長鏈非編碼RNA（Long noncoding RNAs，lncRNAs）是一類轉錄本長度超過 200 nt 的RNA分子，它們并不編碼蛋白質，而是以RNA的形式在轉錄水平、轉錄后水平、表觀遺傳學修飾等多種層面上調控基因的表達。肺癌轉移相關轉錄本1（Metastasis-associated lung adenocarcinoma transcript 1，MALAT1）首先在非小細胞肺癌被發現，并引起學者關注。MALAT1定位于染色體11q13.1，具有高度保守性。近年來，研究發現，MALAT1能特異性招募SR蛋白家族成員，并參與表觀遺傳調控以及細胞周期調控等；MALAT1高表達于多種腫瘤中，促進腫瘤細胞的增殖、轉移和侵襲。此外，最近發現MALAT1在血管生成過程中發揮重要作用。主要對MALAT1的特性、作用機制，以及在腫瘤和血管系統的作用作一系統綜述。

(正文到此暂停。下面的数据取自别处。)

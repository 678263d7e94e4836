//! # Database Pool Management
//!
//! Connection pool creation and configuration for SQLite.
//!
//! ## Architecture
//! ```text
//! ┌─────────────────────────────────────────────────────────────────────────┐
//! │                      Database Connection Pool                           │
//! │                                                                         │
//! │  Shell Startup                                                         │
//! │       │                                                                 │
//! │       ▼                                                                 │
//! │  DbConfig::new(path) ← Configure pool settings                         │
//! │       │                                                                 │
//! │       ▼                                                                 │
//! │  Database::new(config).await ← Create pool + run migrations            │
//! │       │                                                                 │
//! │       ▼                                                                 │
//! │  ┌─────────────────────────────────────────┐                           │
//! │  │            SqlitePool                    │                           │
//! │  │  ┌─────┐ ┌─────┐ ┌─────┐ ┌─────┐       │                           │
//! │  │  │Conn1│ │Conn2│ │Conn3│ │Conn4│ ...   │  (max_connections)        │
//! │  │  └─────┘ └─────┘ └─────┘ └─────┘       │                           │
//! │  └─────────────────────────────────────────┘                           │
//! │       │                                                                 │
//! │       │ Reads run concurrently; each mutation takes one connection     │
//! │       ▼ for its whole load→reconcile→persist transaction               │
//! │                                                                         │
//! └─────────────────────────────────────────────────────────────────────────┘
//! ```
//!
//! ## WAL Mode
//! SQLite WAL (Write-Ahead Logging) mode is enabled for:
//! - Better concurrent read performance
//! - Readers don't block writers
//! - Writers don't block readers
//! - Better crash recovery

use sqlx::sqlite::{SqliteConnectOptions, SqliteJournalMode, SqlitePoolOptions, SqliteSynchronous};
use sqlx::SqlitePool;
use std::path::PathBuf;
use std::str::FromStr;
use std::time::Duration;
use tracing::{debug, info};

use crate::error::{DbError, DbResult};
use crate::migrations;
use crate::repository::checkout::CheckoutRepository;
use crate::repository::item::ItemRepository;

// =============================================================================
// Configuration
// =============================================================================

/// Database configuration.
///
/// ## Example
/// ```rust,ignore
/// let config = DbConfig::new("/path/to/stockpile.db")
///     .max_connections(5)
///     .min_connections(1);
/// ```
#[derive(Debug, Clone)]
pub struct DbConfig {
    /// Path to the SQLite database file.
    pub database_path: PathBuf,

    /// Maximum number of connections in the pool.
    /// Default: 5 (sufficient for a local desktop app)
    pub max_connections: u32,

    /// Minimum number of connections to keep alive.
    /// Default: 1
    pub min_connections: u32,

    /// Connection timeout duration.
    /// Default: 30 seconds
    pub connect_timeout: Duration,

    /// Idle timeout before closing a connection.
    /// Default: 10 minutes
    pub idle_timeout: Duration,

    /// Whether to run migrations on connect.
    /// Default: true
    pub run_migrations: bool,
}

impl DbConfig {
    /// Creates a new database configuration with the given path.
    ///
    /// ## Arguments
    /// * `path` - Path to the SQLite database file. Will be created if it doesn't exist.
    pub fn new(path: impl Into<PathBuf>) -> Self {
        DbConfig {
            database_path: path.into(),
            max_connections: 5,
            min_connections: 1,
            connect_timeout: Duration::from_secs(30),
            idle_timeout: Duration::from_secs(600),
            run_migrations: true,
        }
    }

    /// Sets the maximum number of connections.
    pub fn max_connections(mut self, max: u32) -> Self {
        self.max_connections = max;
        self
    }

    /// Sets the minimum number of connections.
    pub fn min_connections(mut self, min: u32) -> Self {
        self.min_connections = min;
        self
    }

    /// Sets the connection timeout.
    pub fn connect_timeout(mut self, timeout: Duration) -> Self {
        self.connect_timeout = timeout;
        self
    }

    /// Sets whether to run migrations on connect.
    pub fn run_migrations(mut self, run: bool) -> Self {
        self.run_migrations = run;
        self
    }

    /// Creates an in-memory database configuration (for testing).
    ///
    /// ## Usage
    /// ```rust,ignore
    /// let config = DbConfig::in_memory();
    /// let db = Database::new(config).await?;
    /// // Database is isolated, perfect for tests
    /// ```
    pub fn in_memory() -> Self {
        DbConfig {
            database_path: PathBuf::from(":memory:"),
            max_connections: 1, // In-memory requires single connection
            min_connections: 1,
            connect_timeout: Duration::from_secs(5),
            idle_timeout: Duration::from_secs(60),
            run_migrations: true,
        }
    }
}

// =============================================================================
// Database
// =============================================================================

/// Main database handle providing repository access.
///
/// Cloning is cheap (the pool is internally reference-counted); hand clones
/// to whichever state container the shell uses.
#[derive(Debug, Clone)]
pub struct Database {
    /// The SQLite connection pool.
    pool: SqlitePool,
}

impl Database {
    /// Creates a new database connection pool.
    ///
    /// ## What This Does
    /// 1. Creates the database file if it doesn't exist
    /// 2. Configures SQLite:
    ///    - WAL mode for concurrent reads
    ///    - NORMAL synchronous (balance of safety/speed)
    ///    - Foreign keys enabled
    /// 3. Creates the connection pool
    /// 4. Runs migrations (if enabled)
    ///
    /// ## Returns
    /// * `Ok(Database)` - Ready-to-use database handle
    /// * `Err(DbError)` - Connection or migration failed
    pub async fn new(config: DbConfig) -> DbResult<Self> {
        info!(
            path = %config.database_path.display(),
            "Initializing database connection"
        );

        // Build connection options
        // sqlite://path creates file if not exists
        let connect_url = format!("sqlite://{}?mode=rwc", config.database_path.display());

        let connect_options = SqliteConnectOptions::from_str(&connect_url)
            .map_err(|e| DbError::ConnectionFailed(e.to_string()))?
            // WAL mode: Better concurrent read performance
            // Readers don't block writers, writers don't block readers
            .journal_mode(SqliteJournalMode::Wal)
            // NORMAL synchronous: Good balance of durability and speed
            // Data is safe from corruption, may lose last transaction on crash
            .synchronous(SqliteSynchronous::Normal)
            // Enable foreign key constraints
            // SQLite has them disabled by default for backwards compatibility
            .foreign_keys(true)
            // Create file if it doesn't exist
            .create_if_missing(true);

        debug!("Connection options configured");

        // Build the pool
        let pool = SqlitePoolOptions::new()
            .max_connections(config.max_connections)
            .min_connections(config.min_connections)
            .acquire_timeout(config.connect_timeout)
            .idle_timeout(Some(config.idle_timeout))
            .connect_with(connect_options)
            .await
            .map_err(|e| DbError::ConnectionFailed(e.to_string()))?;

        info!(
            max_connections = config.max_connections,
            "Database pool created"
        );

        let db = Database { pool };

        // Run migrations if enabled
        if config.run_migrations {
            db.run_migrations().await?;
        }

        Ok(db)
    }

    /// Runs database migrations.
    ///
    /// ## What This Does
    /// - Applies all pending migrations in order
    /// - Tracks applied migrations in `_sqlx_migrations` table
    /// - Idempotent: safe to run multiple times
    pub async fn run_migrations(&self) -> DbResult<()> {
        info!("Running database migrations");
        migrations::run_migrations(&self.pool).await?;
        info!("Migrations complete");
        Ok(())
    }

    /// Returns a reference to the connection pool.
    ///
    /// ## Usage
    /// For advanced queries not covered by repositories.
    /// Prefer using repository methods when available.
    pub fn pool(&self) -> &SqlitePool {
        &self.pool
    }

    /// Returns the item repository.
    ///
    /// ## Example
    /// ```rust,ignore
    /// let item = db.items().get(42).await?;
    /// ```
    pub fn items(&self) -> ItemRepository {
        ItemRepository::new(self.pool.clone())
    }

    /// Returns the checkout repository.
    pub fn checkout(&self) -> CheckoutRepository {
        CheckoutRepository::new(self.pool.clone())
    }

    /// Closes the database connection pool.
    ///
    /// ## When To Call
    /// - On application shutdown
    /// - When switching databases (rare)
    pub async fn close(&self) {
        info!("Closing database connection pool");
        self.pool.close().await;
    }

    /// Checks if the database is healthy (can execute queries).
    ///
    /// ## Returns
    /// * `true` - Database is responsive
    /// * `false` - Database is unavailable
    pub async fn health_check(&self) -> bool {
        sqlx::query("SELECT 1").execute(&self.pool).await.is_ok()
    }
}

// =============================================================================
// Unit Tests
// =============================================================================

#[cfg(test)]
mod tests {
    use super::*;

    #[tokio::test]
    async fn test_in_memory_database() {
        let config = DbConfig::in_memory();
        let db = Database::new(config).await.unwrap();

        assert!(db.health_check().await);
    }

    #[tokio::test]
    async fn test_config_builder() {
        let config = DbConfig::new("/tmp/test.db")
            .max_connections(10)
            .min_connections(2);

        assert_eq!(config.max_connections, 10);
        assert_eq!(config.min_connections, 2);
    }
}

長鏈非編碼RNA；MALAT1；作用機制；腫瘤；血管生成

近年來，長鏈非編碼RNA（Long noncoding RNAs，lncRNAs）的研究進展迅猛，已成為分子生物學領域的最新研究熱點。 lncRNA是一類轉錄本長度超過 200 nt 的RNA分子，它們并不編碼蛋白質，而是以RNA的形式在多種層面上調控基因的表達水平［1］。LncRNA起初被認為是基因組轉錄的“噪音”，是RNA聚合酶Ⅱ轉錄的副產物，不具有生物學功能。但近年來的研究表明，lncRNA參與了表觀遺傳調控、轉錄調控以及轉錄后調控等多種重要的調控過程，與干細胞維持和分化、胚胎發育、細胞增殖與凋亡、細胞代謝、免疫調節等幾乎所有的生理或病理過程的調控密切相關，因此lncRNA的功能及其調控機制的闡明對現代生命科學具有重大的意義［2］。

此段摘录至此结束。